Search and the reservations.


Generally for rate-limiting, It would be a better idea to have a sliding window. For normal searches, we could give them higher number, while for reservation, we would lower the rate, or have some token bucket to ensure correct requests gets in, along with idempotent ones.

Having too much searches, we can alleviate the time / latency of the search by utilizing elasticSearch (vector searching), as well as caching.


For the Reservation,

We will have the Queue to ensure that all of the requests come in order. As I mentioned earlier, for users wanting a ticket for a specific seat, The seat will be by who asked for it first, so whoever's request comes through the queue first. The reason why we may utilize Amazon SQS is mainly for its decoupling / buffer. In spikes, we are going to be having a lot of requests in the Queue.

For the requests that timeout or fail, we may choose to re-queue the request, this may be due to session timeout, or other reasons.


Generally for scaling, I would be autoscaling the read EventService and the ReserveService. Whenever there's a heavy sale time, we would base the autoscaling based on the % of requests in the Queue. We would be increasing the # of workers for the reserveService.
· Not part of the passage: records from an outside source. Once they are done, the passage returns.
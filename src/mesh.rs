//! Mesh: owned vertex, element and surface collections.
//!
//! The mesh is the single owner of every entity. Elements and surfaces
//! refer to vertices by [`VertexId`], and all cross-references are resolved
//! through an id index rather than by storage position, because file ids
//! may skip numbers, start anywhere, or be listed out of order.
//!
//! # Invariants
//!
//! - Collections keep insertion order; no accessor reorders them.
//! - The id index maps each vertex id to the position of its **last**
//!   occurrence, so duplicate ids resolve the way a last-match linear scan
//!   would.
//! - Every vertex id referenced by a stored element or surface resolves.
//!
//! These are checked by [`DebugInvariants::validate_invariants`].

use crate::debug_invariants::{DebugInvariants, ensure};
use crate::mesh_error::MeshError;
use crate::topology::cell::{CellRecord, Element, Surface};
use crate::topology::id::VertexId;
use crate::topology::vertex::Vertex;
use hashbrown::HashMap;

/// A loaded mesh.
#[derive(Clone, Debug, Default)]
pub struct Mesh {
    vertices: Vec<Vertex>,
    elements: Vec<Element>,
    surfaces: Vec<Surface>,
    /// Vertex id -> position in `vertices` (last occurrence wins).
    vertex_index: HashMap<VertexId, usize>,
}

fn at<'a, T>(items: &'a [T], collection: &'static str, index: usize) -> Result<&'a T, MeshError> {
    items.get(index).ok_or(MeshError::OutOfRange {
        collection,
        index,
        len: items.len(),
    })
}

fn slot<'a, T>(
    items: &'a mut [T],
    collection: &'static str,
    index: usize,
) -> Result<&'a mut T, MeshError> {
    let len = items.len();
    items.get_mut(index).ok_or(MeshError::OutOfRange {
        collection,
        index,
        len,
    })
}

impl Mesh {
    /// Creates an empty mesh.
    pub fn new() -> Self {
        Self::default()
    }

    #[inline]
    pub fn vertex_count(&self) -> usize {
        self.vertices.len()
    }

    #[inline]
    pub fn element_count(&self) -> usize {
        self.elements.len()
    }

    #[inline]
    pub fn surface_count(&self) -> usize {
        self.surfaces.len()
    }

    /// True when the mesh holds no entities of any kind.
    pub fn is_empty(&self) -> bool {
        self.vertices.is_empty() && self.elements.is_empty() && self.surfaces.is_empty()
    }

    /// Vertices in insertion order.
    #[inline]
    pub fn vertices(&self) -> &[Vertex] {
        &self.vertices
    }

    #[inline]
    pub fn elements(&self) -> &[Element] {
        &self.elements
    }

    #[inline]
    pub fn surfaces(&self) -> &[Surface] {
        &self.surfaces
    }

    /// Vertex at storage position `index`.
    ///
    /// # Errors
    /// `OutOfRange` if `index >= vertex_count()`.
    pub fn vertex_at(&self, index: usize) -> Result<&Vertex, MeshError> {
        at(&self.vertices, "vertex", index)
    }

    /// Element at storage position `index`.
    pub fn element_at(&self, index: usize) -> Result<&Element, MeshError> {
        at(&self.elements, "element", index)
    }

    /// Surface at storage position `index`.
    pub fn surface_at(&self, index: usize) -> Result<&Surface, MeshError> {
        at(&self.surfaces, "surface", index)
    }

    /// Appends a vertex and returns its position.
    ///
    /// A repeated id shadows the earlier vertex for id lookup; the earlier
    /// vertex stays in storage at its original position.
    pub fn push_vertex(&mut self, vertex: Vertex) -> usize {
        let index = self.vertices.len();
        self.vertex_index.insert(vertex.id(), index);
        self.vertices.push(vertex);
        index
    }

    /// Appends an element after checking that all its vertex ids resolve.
    ///
    /// # Errors
    /// `DanglingReference` naming the first unresolved vertex id.
    pub fn push_element(&mut self, element: Element) -> Result<usize, MeshError> {
        self.check_references(&element)?;
        self.elements.push(element);
        Ok(self.elements.len() - 1)
    }

    /// Appends a surface after checking that all its vertex ids resolve.
    pub fn push_surface(&mut self, surface: Surface) -> Result<usize, MeshError> {
        self.check_references(&surface)?;
        self.surfaces.push(surface);
        Ok(self.surfaces.len() - 1)
    }

    /// Replaces the vertex at `index`, returning the old one.
    ///
    /// When the id changes, the replacement is refused if it would leave an
    /// element or surface pointing at an id no other vertex carries.
    ///
    /// # Errors
    /// `OutOfRange` for a bad index, `DanglingReference` for an orphaning
    /// replacement. The mesh is unchanged on error.
    pub fn set_vertex(&mut self, index: usize, vertex: Vertex) -> Result<Vertex, MeshError> {
        let old_id = self.vertex_at(index)?.id();
        if old_id != vertex.id() {
            let still_present = self
                .vertices
                .iter()
                .enumerate()
                .any(|(i, v)| i != index && v.id() == old_id);
            if !still_present {
                self.ensure_unreferenced(old_id)?;
            }
        }
        let old = std::mem::replace(slot(&mut self.vertices, "vertex", index)?, vertex);
        if old.id() != vertex.id() {
            self.rebuild_vertex_index();
        }
        Ok(old)
    }

    /// Replaces the element at `index`, returning the old one.
    ///
    /// # Errors
    /// `OutOfRange` for a bad index, `DanglingReference` if the new element
    /// cites an unknown vertex id.
    pub fn set_element(&mut self, index: usize, element: Element) -> Result<Element, MeshError> {
        at(&self.elements, "element", index)?;
        self.check_references(&element)?;
        Ok(std::mem::replace(
            slot(&mut self.elements, "element", index)?,
            element,
        ))
    }

    /// Replaces the surface at `index`, returning the old one.
    pub fn set_surface(&mut self, index: usize, surface: Surface) -> Result<Surface, MeshError> {
        at(&self.surfaces, "surface", index)?;
        self.check_references(&surface)?;
        Ok(std::mem::replace(
            slot(&mut self.surfaces, "surface", index)?,
            surface,
        ))
    }

    /// Looks up a vertex by id. With duplicate ids the last one inserted wins.
    #[inline]
    pub fn find_vertex(&self, id: VertexId) -> Option<&Vertex> {
        self.vertex_index_of(id).map(|i| &self.vertices[i])
    }

    /// Storage position of the vertex with `id`, if any.
    #[inline]
    pub fn vertex_index_of(&self, id: VertexId) -> Option<usize> {
        self.vertex_index.get(&id).copied()
    }

    #[inline]
    pub fn contains_vertex(&self, id: VertexId) -> bool {
        self.vertex_index.contains_key(&id)
    }

    /// Resolves a record's vertex ids to vertices, in record order.
    ///
    /// # Errors
    /// `DanglingReference` naming the first id with no vertex.
    pub fn resolve<C: CellRecord>(&self, record: &C) -> Result<Vec<&Vertex>, MeshError> {
        record
            .vertex_ids()
            .iter()
            .map(|&vid| {
                self.find_vertex(vid).ok_or(MeshError::DanglingReference {
                    vertex: vid,
                    kind: C::KIND,
                    owner: record.id(),
                })
            })
            .collect()
    }

    /// Vertices of the element at `index`, in connectivity order.
    pub fn element_vertices(&self, index: usize) -> Result<Vec<&Vertex>, MeshError> {
        self.resolve(self.element_at(index)?)
    }

    /// Vertices of the surface at `index`, in connectivity order.
    pub fn surface_vertices(&self, index: usize) -> Result<Vec<&Vertex>, MeshError> {
        self.resolve(self.surface_at(index)?)
    }

    fn check_references<C: CellRecord>(&self, record: &C) -> Result<(), MeshError> {
        match record
            .vertex_ids()
            .iter()
            .find(|vid| !self.contains_vertex(**vid))
        {
            Some(&vertex) => Err(MeshError::DanglingReference {
                vertex,
                kind: C::KIND,
                owner: record.id(),
            }),
            None => Ok(()),
        }
    }

    fn ensure_unreferenced(&self, id: VertexId) -> Result<(), MeshError> {
        fn first_user<C: CellRecord>(records: &[C], id: VertexId) -> Option<&C> {
            records.iter().find(|r| r.vertex_ids().contains(&id))
        }
        if let Some(e) = first_user(&self.elements, id) {
            return Err(MeshError::DanglingReference {
                vertex: id,
                kind: Element::KIND,
                owner: e.id(),
            });
        }
        if let Some(s) = first_user(&self.surfaces, id) {
            return Err(MeshError::DanglingReference {
                vertex: id,
                kind: Surface::KIND,
                owner: s.id(),
            });
        }
        Ok(())
    }

    fn rebuild_vertex_index(&mut self) {
        self.vertex_index.clear();
        for (i, v) in self.vertices.iter().enumerate() {
            self.vertex_index.insert(v.id(), i);
        }
    }
}

impl DebugInvariants for Mesh {
    fn validate_invariants(&self) -> Result<(), MeshError> {
        let mut expected: HashMap<VertexId, usize> = HashMap::with_capacity(self.vertices.len());
        for (i, v) in self.vertices.iter().enumerate() {
            expected.insert(v.id(), i);
        }
        ensure(expected == self.vertex_index, || {
            format!(
                "vertex index out of sync: {} ids indexed, {} distinct ids stored",
                self.vertex_index.len(),
                expected.len()
            )
        })?;

        fn check_records<C: CellRecord>(mesh: &Mesh, records: &[C]) -> Result<(), MeshError> {
            for r in records {
                ensure(r.vertex_ids().len() == r.cell_type().node_count(), || {
                    format!(
                        "{} {} has {} vertex ids for a {}",
                        C::KIND,
                        r.id(),
                        r.vertex_ids().len(),
                        r.cell_type()
                    )
                })?;
                mesh.check_references(r)?;
            }
            Ok(())
        }
        check_records(self, &self.elements)?;
        check_records(self, &self.surfaces)
    }
}
//! Strong id handles for mesh entities.
//!
//! Ids come straight from the mesh file and are never regenerated. Unlike
//! storage indices they may start at any value, skip numbers, or appear in
//! any order, so every cross-reference between entities goes through these
//! newtypes rather than through `usize` positions.
//!
//! Both handles are `repr(transparent)` wrappers around `u64`, serialize as
//! the bare integer, and print as the bare integer with `Display`.

use std::fmt;

macro_rules! entity_id {
    ($(#[$meta:meta])* $name:ident) => {
        $(#[$meta])*
        #[derive(
            Copy, Clone, PartialEq, Eq, Hash, PartialOrd, Ord, serde::Serialize, serde::Deserialize,
        )]
        #[serde(transparent)]
        #[repr(transparent)]
        pub struct $name(u64);

        impl $name {
            /// Wraps a raw id as read from the file.
            #[inline]
            pub const fn new(raw: u64) -> Self {
                $name(raw)
            }

            /// Returns the raw `u64` value.
            #[inline]
            pub const fn get(self) -> u64 {
                self.0
            }
        }

        impl From<u64> for $name {
            #[inline]
            fn from(raw: u64) -> Self {
                $name(raw)
            }
        }

        impl fmt::Debug for $name {
            fn fmt(&self, f: &mut fmt::Formatter<'_>) -> fmt::Result {
                f.debug_tuple(stringify!($name)).field(&self.0).finish()
            }
        }

        impl fmt::Display for $name {
            fn fmt(&self, f: &mut fmt::Formatter<'_>) -> fmt::Result {
                write!(f, "{}", self.0)
            }
        }
    };
}

entity_id! {
    /// Id of a vertex, unique within a mesh.
    VertexId
}

entity_id! {
    /// Id of an element or surface record.
    CellId
}


#[cfg(test)]
mod tests {
    use super::*;

    #[test]
    fn zero_is_a_valid_id() {
        assert_eq!(VertexId::new(0).get(), 0);
    }

    #[test]
    fn debug_and_display() {
        let v = VertexId::new(7);
        assert_eq!(format!("{v:?}"), "VertexId(7)");
        assert_eq!(format!("{v}"), "7");
        assert_eq!(format!("{:?}", CellId::from(3)), "CellId(3)");
    }

    #[test]
    fn ordering_and_hash() {
        let a = VertexId::new(1);
        let b = VertexId::new(2);
        assert!(a < b);
        let mut set = std::collections::HashSet::new();
        set.insert(a);
        set.insert(b);
        set.insert(VertexId::new(1));
        assert_eq!(set.len(), 2);
    }

    #[test]
    fn serializes_as_bare_integer() {
        let s = serde_json::to_string(&VertexId::new(123)).unwrap();
        assert_eq!(s, "123");
        let back: CellId = serde_json::from_str("456").unwrap();
        assert_eq!(back, CellId::new(456));
    }

    #[test]
    fn max_value() {
        assert_eq!(VertexId::new(u64::MAX).get(), u64::MAX);
    }
}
In order to prevent the same seat being sold, Distributed lock should be used, as sometimes people will reserve by the type of the seat, not necessarily the seat number, so whenever a user buys or reserves a seat, we should have a distributed lock based on the event_id and the seat_id.


Should the 3rd party payment fails while the customer is reserving, they will still be able to try the payment until the reservation expires.